If any documents have already been protected with the MMK in use until the BYOK has been uploaded and made the active key, additional steps are needed. In this case, the procedure for an MMK cloud exit (see last section) needs to be implemented on top of the cloud exit discussed in this section. This ensures documents protected before the BYOK was uploaded can still be opened after a cloud exit.


Bulk Decryption as alternative to cloud exit
Some organizations choose to decrypt their content rather than implementing a cloud exit with an on-premises AD RMS cluster as described above. This option is only applicable with enough time for preparation and if all documents and mails can be unprotected in time.
To choose this approach, an organization would remove protection in bulk with the PowerShell tools on all documents and mails in PST stores they can locate. To allow users to unprotect emails and documents in other repositories (e.g. local drives), customers may also want to grant super user rights to all users.
Customers would use the PowerShell command Unprotect-RMSFile to unprotect folders, zip archives and PST files. The same PowerShell command can also be used with an AD RMS Server after a cloud exit - the super user feature is available on AD RMS as well.

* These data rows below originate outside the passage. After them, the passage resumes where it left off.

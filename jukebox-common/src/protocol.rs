//! Token stream wire protocol
//!
//! Shared between the relay server and the client:
//! - A [`Token`] names one sound in the library.
//! - The [`Manifest`] maps every token to the URL of its audio clip and is
//!   served as a JSON object from [`MANIFEST_PATH`].
//! - Stream frames are UTF-8 text. Server → client frames carry one or more
//!   tokens joined by [`DELIMITER`]; client → server frames carry exactly one.

use std::borrow::Borrow;
use std::collections::BTreeMap;
use std::fmt;

use serde::{Deserialize, Serialize};
use url::Url;

use crate::{Error, Result};

/// Separator between tokens inside one stream delivery
pub const DELIMITER: char = '\n';

/// Manifest endpoint, relative to the server base URL
pub const MANIFEST_PATH: &str = "play/";

/// Streaming endpoint, relative to the server base URL
pub const STREAM_PATH: &str = "ws";

/// Identifier of a requested sound
///
/// Opaque: tokens are compared byte-for-byte and carry no ordering
/// semantics beyond arrival order.
#[derive(Debug, Clone, PartialEq, Eq, PartialOrd, Ord, Hash, Serialize, Deserialize)]
#[serde(transparent)]
pub struct Token(String);

impl Token {
    pub fn new(name: impl Into<String>) -> Self {
        Self(name.into())
    }

    pub fn as_str(&self) -> &str {
        &self.0
    }

    pub fn into_inner(self) -> String {
        self.0
    }
}

impl fmt::Display for Token {
    fn fmt(&self, f: &mut fmt::Formatter<'_>) -> fmt::Result {
        f.write_str(&self.0)
    }
}

impl Borrow<str> for Token {
    fn borrow(&self) -> &str {
        &self.0
    }
}

impl From<&str> for Token {
    fn from(s: &str) -> Self {
        Self(s.to_string())
    }
}

impl From<String> for Token {
    fn from(s: String) -> Self {
        Self(s)
    }
}

/// Token → audio clip URL, as served by the manifest endpoint
///
/// URLs may be absolute or relative to the server base URL.
pub type Manifest = BTreeMap<Token, String>;

/// Parse a manifest body
pub fn parse_manifest(body: &[u8]) -> Result<Manifest> {
    Ok(serde_json::from_slice(body)?)
}

/// Split one stream delivery into its tokens, in order
///
/// Every piece is returned, including empty ones, so a delivery with `k`
/// delimited pieces always yields `k` tokens.
pub fn split_delivery(payload: &str) -> impl Iterator<Item = Token> + '_ {
    payload.split(DELIMITER).map(Token::from)
}

/// Join pending tokens into one delivery frame
pub fn join_batch<'a>(tokens: impl IntoIterator<Item = &'a Token>) -> String {
    let mut frame = String::new();
    for (i, token) in tokens.into_iter().enumerate() {
        if i > 0 {
            frame.push(DELIMITER);
        }
        frame.push_str(token.as_str());
    }
    frame
}

/// Manifest URL for a server base URL
pub fn manifest_url(server: &Url) -> Result<Url> {
    Ok(with_trailing_slash(server).join(MANIFEST_PATH)?)
}

/// Derive the streaming URL from the server base URL
///
/// `http` maps to `ws` and `https` to `wss`; the path becomes [`STREAM_PATH`]
/// under the server base.
pub fn stream_url(server: &Url) -> Result<Url> {
    let mut url = with_trailing_slash(server).join(STREAM_PATH)?;
    let scheme = match url.scheme() {
        "http" | "ws" => "ws",
        "https" | "wss" => "wss",
        other => {
            return Err(Error::InvalidInput(format!(
                "cannot derive a stream URL from scheme '{}'",
                other
            )))
        }
    };
    url.set_scheme(scheme)
        .map_err(|_| Error::InvalidInput(format!("cannot switch {} to {}", url, scheme)))?;
    Ok(url)
}

/// Whether a URL can carry the token stream
pub fn is_stream_url(url: &Url) -> bool {
    matches!(url.scheme(), "ws" | "wss")
}

fn with_trailing_slash(url: &Url) -> Url {
    let mut url = url.clone();
    if !url.path().ends_with('/') {
        let path = format!("{}/", url.path());
        url.set_path(&path);
    }
    url
}
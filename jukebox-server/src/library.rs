//! Sound library loading
//!
//! The library is a JSON object mapping each token to the URL its sound is
//! served from, usually a path under `/sounds/`:
//!
//! ```json
//! { "bell": "/sounds/bell.mp3", "chime": "/sounds/chime.ogg" }
//! ```

use std::path::Path;

use jukebox_common::protocol::parse_manifest;
use jukebox_common::{Error, Manifest, Result};
use tracing::{info, warn};

/// Read the library file
pub fn load_library(path: &Path) -> Result<Manifest> {
    let body = std::fs::read(path).map_err(|e| {
        Error::Config(format!("cannot read library {}: {}", path.display(), e))
    })?;
    let library = parse_manifest(&body)?;

    if library.is_empty() {
        warn!("Library {} is empty", path.display());
    } else {
        info!("Loaded {} sounds from {}", library.len(), path.display());
    }
    Ok(library)
}

#[cfg(test)]
mod tests {
    use super::*;

    #[test]
    fn test_load_library() {
        let dir = tempfile::tempdir().unwrap();
        let path = dir.path().join("sounds.json");
        std::fs::write(&path, r#"{"bell": "/sounds/bell.mp3", "gong": "/sounds/gong.wav"}"#).unwrap();

        let library = load_library(&path).unwrap();
        assert_eq!(library.len(), 2);
        assert_eq!(library.get("gong").map(String::as_str), Some("/sounds/gong.wav"));
    }

    #[test]
    fn test_missing_library_is_config_error() {
        let dir = tempfile::tempdir().unwrap();
        let result = load_library(&dir.path().join("nope.json"));
        assert!(matches!(result, Err(Error::Config(_))));
    }

    #[test]
    fn test_malformed_library() {
        let dir = tempfile::tempdir().unwrap();
        let path = dir.path().join("sounds.json");
        std::fs::write(&path, r#"{"bell": 7}"#).unwrap();

        assert!(matches!(load_library(&path), Err(Error::Manifest(_))));
    }
}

Considerations for a Temporary Cloud Exit

Customers may face a temporary need to exit the service due to commercial, network or geopolitical issues. In this case a temporary cloud exit might be followed by a re-enablement of the cloud service and removal of all client-side redirections. Afterwards, users may continue to protect and consume content with AIP.
Additional steps are needed if a customer decides to return to AIP, but the cloud service has been completely deprovisioned after a cloud exit. In this case, the MMK or BYOK needs to be transferred to a new AIP tenant and clients need redirection to the new tenant.



We do not expect you to ever need to use the cloud exit with on-premises services. But with this blog post we intend to provide our customers with all the options - ensuring you are with us because you appreciate our service and not because you see no way out of our cloud-based offering given most of your important data is protected.